**Exercise brief**
Each entry below should be retyped exactly as given.
-- Opening Marker --
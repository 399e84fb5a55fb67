//! Stable snapshot holder
//!
//! The current [`CalendarComputed`] is the only shared mutable resource. It
//! is replaced wholesale, under one lock that also guards the generation
//! check, so readers never observe a torn matrix and a stale pass can never
//! publish over a newer one.

use crate::calendar::CalendarComputed;
use parking_lot::Mutex;
use std::sync::atomic::{AtomicU64, AtomicUsize, Ordering};
use std::sync::Arc;
use tokio::sync::watch;

/// Generation captured by one aggregation pass
#[derive(Debug, Clone, Copy, PartialEq, Eq, PartialOrd, Ord)]
pub struct PassTicket {
    generation: u64,
}

impl PassTicket {
    #[inline]
    #[must_use]
    pub fn generation(&self) -> u64 {
        self.generation
    }
}

/// What consumers should display
#[derive(Debug, Clone, PartialEq, Eq)]
pub enum CalendarView {
    /// Nothing has ever been published
    Loading,
    /// Last published snapshot; `refreshing` while a newer one is in flight
    Ready {
        snapshot: Arc<CalendarComputed>,
        refreshing: bool,
    },
}

impl CalendarView {
    /// Snapshot to render, if any
    #[inline]
    #[must_use]
    pub fn snapshot(&self) -> Option<&Arc<CalendarComputed>> {
        match self {
            Self::Loading => None,
            Self::Ready { snapshot, .. } => Some(snapshot),
        }
    }
}

/// Marks a load in flight until dropped
#[derive(Debug)]
pub struct LoadingGuard<'a> {
    in_flight: &'a AtomicUsize,
}

impl Drop for LoadingGuard<'_> {
    fn drop(&mut self) {
        self.in_flight.fetch_sub(1, Ordering::AcqRel);
    }
}

/// Holder of the last published snapshot
#[derive(Debug)]
pub struct SnapshotHolder {
    generation: AtomicU64,
    in_flight: AtomicUsize,
    current: Mutex<Option<Arc<CalendarComputed>>>,
    tx: watch::Sender<Option<Arc<CalendarComputed>>>,
}

impl SnapshotHolder {
    #[must_use]
    pub fn new() -> Self {
        let (tx, _rx) = watch::channel(None);
        Self {
            generation: AtomicU64::new(0),
            in_flight: AtomicUsize::new(0),
            current: Mutex::new(None),
            tx,
        }
    }

    /// Start a pass, superseding every pass started before it
    pub fn begin_pass(&self) -> PassTicket {
        let _guard = self.current.lock();
        let generation = self.generation.fetch_add(1, Ordering::AcqRel) + 1;
        PassTicket { generation }
    }

    /// Whether `ticket` still belongs to the newest pass
    #[inline]
    #[must_use]
    pub fn is_current(&self, ticket: &PassTicket) -> bool {
        self.generation.load(Ordering::Acquire) == ticket.generation
    }

    /// Newest generation handed out
    #[inline]
    #[must_use]
    pub fn current_generation(&self) -> u64 {
        self.generation.load(Ordering::Acquire)
    }

    /// Replace the snapshot if `ticket` is still current
    ///
    /// Returns the published snapshot, or `None` when the pass was superseded.
    pub fn publish(
        &self,
        ticket: &PassTicket,
        computed: CalendarComputed,
    ) -> Option<Arc<CalendarComputed>> {
        let mut current = self.current.lock();
        if !self.is_current(ticket) {
            return None;
        }
        let snapshot = Arc::new(computed);
        *current = Some(Arc::clone(&snapshot));
        self.tx.send_replace(Some(Arc::clone(&snapshot)));
        Some(snapshot)
    }

    /// Replace the snapshot with `f(current)` when `f` returns a value
    ///
    /// Does nothing when no snapshot exists. The previous snapshot object is
    /// never mutated. A replacement also starts a new generation under the
    /// same lock, so no pass that was in flight can publish over it.
    pub fn replace_with<F>(&self, f: F) -> Option<Arc<CalendarComputed>>
    where
        F: FnOnce(&CalendarComputed) -> Option<CalendarComputed>,
    {
        let mut current = self.current.lock();
        let next = Arc::new(f(current.as_deref()?)?);
        self.generation.fetch_add(1, Ordering::AcqRel);
        *current = Some(Arc::clone(&next));
        self.tx.send_replace(Some(Arc::clone(&next)));
        Some(next)
    }

    /// Last published snapshot
    #[inline]
    #[must_use]
    pub fn current(&self) -> Option<Arc<CalendarComputed>> {
        self.current.lock().clone()
    }

    #[inline]
    #[must_use]
    pub fn has_snapshot(&self) -> bool {
        self.current.lock().is_some()
    }

    /// Mark a load in flight until the guard drops
    #[must_use]
    pub fn begin_loading(&self) -> LoadingGuard<'_> {
        self.in_flight.fetch_add(1, Ordering::AcqRel);
        LoadingGuard {
            in_flight: &self.in_flight,
        }
    }

    #[inline]
    #[must_use]
    pub fn is_loading(&self) -> bool {
        self.in_flight.load(Ordering::Acquire) > 0
    }

    /// View for consumers: last good snapshot, or loading on first load
    #[must_use]
    pub fn view(&self) -> CalendarView {
        match self.current() {
            Some(snapshot) => CalendarView::Ready {
                snapshot,
                refreshing: self.is_loading(),
            },
            None => CalendarView::Loading,
        }
    }

    /// Receiver notified on every publish or patch
    #[inline]
    #[must_use]
    pub fn subscribe(&self) -> watch::Receiver<Option<Arc<CalendarComputed>>> {
        self.tx.subscribe()
    }
}

impl Default for SnapshotHolder {
    fn default() -> Self {
        Self::new()
    }
}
-- Closing Marker --
**Your response**
repository 399e84fb5a55fb67
//! Stable snapshot holder
//!
//! The current [`CalendarComputed`] is the only shared mutable resource. It
//! is replaced wholesale, under one lock that also guards the generation
//! check, so readers never observe a torn matrix and a stale pass can never
//! publish over a newer one.

use crate::calendar::CalendarComputed;
use parking_lot::Mutex;
use std::sync::atomic::{AtomicU64, AtomicUsize, Ordering};
use std::sync::Arc;
use tokio::sync::watch;

/// Generation captured by one aggregation pass
#[derive(Debug, Clone, Copy, PartialEq, Eq, PartialOrd, Ord)]
pub struct PassTicket {
    generation: u64,
}

impl PassTicket {
    #[inline]
    #[must_use]
    pub fn generation(&self) -> u64 {
        self.generation
    }
}

/// What consumers should display
#[derive(Debug, Clone, PartialEq, Eq)]
pub enum CalendarView {
    /// Nothing has ever been published
    Loading,
    /// Last published snapshot; `refreshing` while a newer one is in flight
    Ready {
        snapshot: Arc<CalendarComputed>,
        refreshing: bool,
    },
}

impl CalendarView {
    /// Snapshot to render, if any
    #[inline]
    #[must_use]
    pub fn snapshot(&self) -> Option<&Arc<CalendarComputed>> {
        match self {
            Self::Loading => None,
            Self::Ready { snapshot, .. } => Some(snapshot),
        }
    }
}

/// Marks a load in flight until dropped
#[derive(Debug)]
pub struct LoadingGuard<'a> {
    in_flight: &'a AtomicUsize,
}

impl Drop for LoadingGuard<'_> {
    fn drop(&mut self) {
        self.in_flight.fetch_sub(1, Ordering::AcqRel);
    }
}

/// Holder of the last published snapshot
#[derive(Debug)]
pub struct SnapshotHolder {
    generation: AtomicU64,
    in_flight: AtomicUsize,
    current: Mutex<Option<Arc<CalendarComputed>>>,
    tx: watch::Sender<Option<Arc<CalendarComputed>>>,
}

impl SnapshotHolder {
    #[must_use]
    pub fn new() -> Self {
        let (tx, _rx) = watch::channel(None);
        Self {
            generation: AtomicU64::new(0),
            in_flight: AtomicUsize::new(0),
            current: Mutex::new(None),
            tx,
        }
    }

    /// Start a pass, superseding every pass started before it
    pub fn begin_pass(&self) -> PassTicket {
        let _guard = self.current.lock();
        let generation = self.generation.fetch_add(1, Ordering::AcqRel) + 1;
        PassTicket { generation }
    }

    /// Whether `ticket` still belongs to the newest pass
    #[inline]
    #[must_use]
    pub fn is_current(&self, ticket: &PassTicket) -> bool {
        self.generation.load(Ordering::Acquire) == ticket.generation
    }

    /// Newest generation handed out
    #[inline]
    #[must_use]
    pub fn current_generation(&self) -> u64 {
        self.generation.load(Ordering::Acquire)
    }

    /// Replace the snapshot if `ticket` is still current
    ///
    /// Returns the published snapshot, or `None` when the pass was superseded.
    pub fn publish(
        &self,
        ticket: &PassTicket,
        computed: CalendarComputed,
    ) -> Option<Arc<CalendarComputed>> {
        let mut current = self.current.lock();
        if !self.is_current(ticket) {
            return None;
        }
        let snapshot = Arc::new(computed);
        *current = Some(Arc::clone(&snapshot));
        self.tx.send_replace(Some(Arc::clone(&snapshot)));
        Some(snapshot)
    }

    /// Replace the snapshot with `f(current)` when `f` returns a value
    ///
    /// Does nothing when no snapshot exists. The previous snapshot object is
    /// never mutated. A replacement also starts a new generation under the
    /// same lock, so no pass that was in flight can publish over it.
    pub fn replace_with<F>(&self, f: F) -> Option<Arc<CalendarComputed>>
    where
        F: FnOnce(&CalendarComputed) -> Option<CalendarComputed>,
    {
        let mut current = self.current.lock();
        let next = Arc::new(f(current.as_deref()?)?);
        self.generation.fetch_add(1, Ordering::AcqRel);
        *current = Some(Arc::clone(&next));
        self.tx.send_replace(Some(Arc::clone(&next)));
        Some(next)
    }

    /// Last published snapshot
    #[inline]
    #[must_use]
    pub fn current(&self) -> Option<Arc<CalendarComputed>> {
        self.current.lock().clone()
    }

    #[inline]
    #[must_use]
    pub fn has_snapshot(&self) -> bool {
        self.current.lock().is_some()
    }

    /// Mark a load in flight until the guard drops
    #[must_use]
    pub fn begin_loading(&self) -> LoadingGuard<'_> {
        self.in_flight.fetch_add(1, Ordering::AcqRel);
        LoadingGuard {
            in_flight: &self.in_flight,
        }
    }

    #[inline]
    #[must_use]
    pub fn is_loading(&self) -> bool {
        self.in_flight.load(Ordering::Acquire) > 0
    }

    /// View for consumers: last good snapshot, or loading on first load
    #[must_use]
    pub fn view(&self) -> CalendarView {
        match self.current() {
            Some(snapshot) => CalendarView::Ready {
                snapshot,
                refreshing: self.is_loading(),
            },
            None => CalendarView::Loading,
        }
    }

    /// Receiver notified on every publish or patch
    #[inline]
    #[must_use]
    pub fn subscribe(&self) -> watch::Receiver<Option<Arc<CalendarComputed>>> {
        self.tx.subscribe()
    }
}

impl Default for SnapshotHolder {
    fn default() -> Self {
        Self::new()
    }
}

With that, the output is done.